Source records:
---
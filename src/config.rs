use std::time::Duration;

use crate::errors::AppError;

const DEFAULT_DATABASE_URL: &str = "sqlite://videos.db?mode=rwc";
const DEFAULT_LISTEN_ADDR: &str = "0.0.0.0:3001";
const DEFAULT_APP_NAME: &str = "The Weeknd's mind";
const DEFAULT_QUERY_TIMEOUT_MS: u64 = 10000;
const DEFAULT_DB_MAX_CONNECTIONS: u32 = 5;

#[derive(Debug, Clone)]
pub struct Settings {
    pub database_url: String,
    pub listen_addr: String,
    pub app_name: String,
    pub query_timeout: Duration,
    pub db_max_connections: u32,
}

impl Default for Settings {
    fn default() -> Self {
        Self {
            database_url: DEFAULT_DATABASE_URL.to_string(),
            listen_addr: DEFAULT_LISTEN_ADDR.to_string(),
            app_name: DEFAULT_APP_NAME.to_string(),
            query_timeout: Duration::from_millis(DEFAULT_QUERY_TIMEOUT_MS),
            db_max_connections: DEFAULT_DB_MAX_CONNECTIONS,
        }
    }
}

impl Settings {
    /// Reads settings from the process environment. Call `dotenv::dotenv()`
    /// first to pick up a local `.env` file.
    pub fn from_env() -> Result<Self, AppError> {
        Self::from_lookup(|key| std::env::var(key).ok())
    }

    fn from_lookup<F>(lookup: F) -> Result<Self, AppError>
    where
        F: Fn(&str) -> Option<String>,
    {
        let defaults = Self::default();

        let query_timeout = match lookup("QUERY_TIMEOUT_MS") {
            Some(raw) => Duration::from_millis(parse_number("QUERY_TIMEOUT_MS", &raw)?),
            None => defaults.query_timeout,
        };

        let db_max_connections = match lookup("DB_MAX_CONNECTIONS") {
            Some(raw) => parse_number("DB_MAX_CONNECTIONS", &raw)?,
            None => defaults.db_max_connections,
        };

        Ok(Self {
            database_url: lookup("DATABASE_URL").unwrap_or(defaults.database_url),
            listen_addr: lookup("LISTEN_ADDR").unwrap_or(defaults.listen_addr),
            app_name: lookup("APP_NAME").unwrap_or(defaults.app_name),
            query_timeout,
            db_max_connections,
        })
    }
}

fn parse_number<T>(key: &str, raw: &str) -> Result<T, AppError>
where
    T: std::str::FromStr + Default + PartialEq,
{
    match raw.trim().parse::<T>() {
        Ok(value) if value != T::default() => Ok(value),
        _ => Err(AppError::Config(format!(
            "{} must be a positive integer, got '{}'",
            key, raw
        ))),
    }
}
use crate::errors::AppError;

/// Runs a store call under the configured query timeout and hands back its
/// own result untouched, for callers that inspect the store error.
pub async fn with_timeout<T, F>(duration: std::time::Duration, fut: F) -> Result<T, AppError>
where
    F: std::future::Future<Output = T>,
{
    tokio::time::timeout(duration, fut).await.map_err(|elapsed| {
        tracing::warn!("Query timeout after {:?}", duration);
        AppError::Timeout(elapsed)
    })
}

/// Runs a store call under the configured query timeout.
pub async fn timeout_query<T, E, F>(duration: std::time::Duration, fut: F) -> Result<T, AppError>
where
    F: std::future::Future<Output = Result<T, E>>,
    AppError: From<E>,
{
    with_timeout(duration, fut).await?.map_err(AppError::from)
}

#[cfg(test)]
mod tests {
    use super::*;
    use std::time::Duration;

    #[tokio::test]
    async fn passes_results_through() {
        let result = timeout_query(Duration::from_secs(1), async { Ok::<_, sqlx::Error>(7) }).await;
        assert_eq!(result.unwrap(), 7);
    }

    #[tokio::test]
    async fn converts_store_errors() {
        let result = timeout_query(Duration::from_secs(1), async {
            Err::<i64, _>(sqlx::Error::RowNotFound)
        })
        .await;
        assert!(matches!(result, Err(AppError::NotFound(_))));
    }

    #[tokio::test]
    async fn slow_queries_time_out() {
        let result = timeout_query(Duration::from_millis(10), async {
            tokio::time::sleep(Duration::from_secs(60)).await;
            Ok::<_, sqlx::Error>(())
        })
        .await;
        assert!(matches!(result, Err(AppError::Timeout(_))));
    }

    #[tokio::test]
    async fn with_timeout_keeps_the_inner_error() {
        let result = with_timeout(Duration::from_secs(1), async {
            Err::<(), _>(sqlx::Error::RowNotFound)
        })
        .await;
        assert!(matches!(result, Ok(Err(sqlx::Error::RowNotFound))));

        let result = with_timeout(Duration::from_millis(10), async {
            tokio::time::sleep(Duration::from_secs(60)).await;
        })
        .await;
        assert!(matches!(result, Err(AppError::Timeout(_))));
    }
}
---
What the task requires: What is the number of lines in the entries above that include the word "async"? Answer with that number alone.

Answer section: 11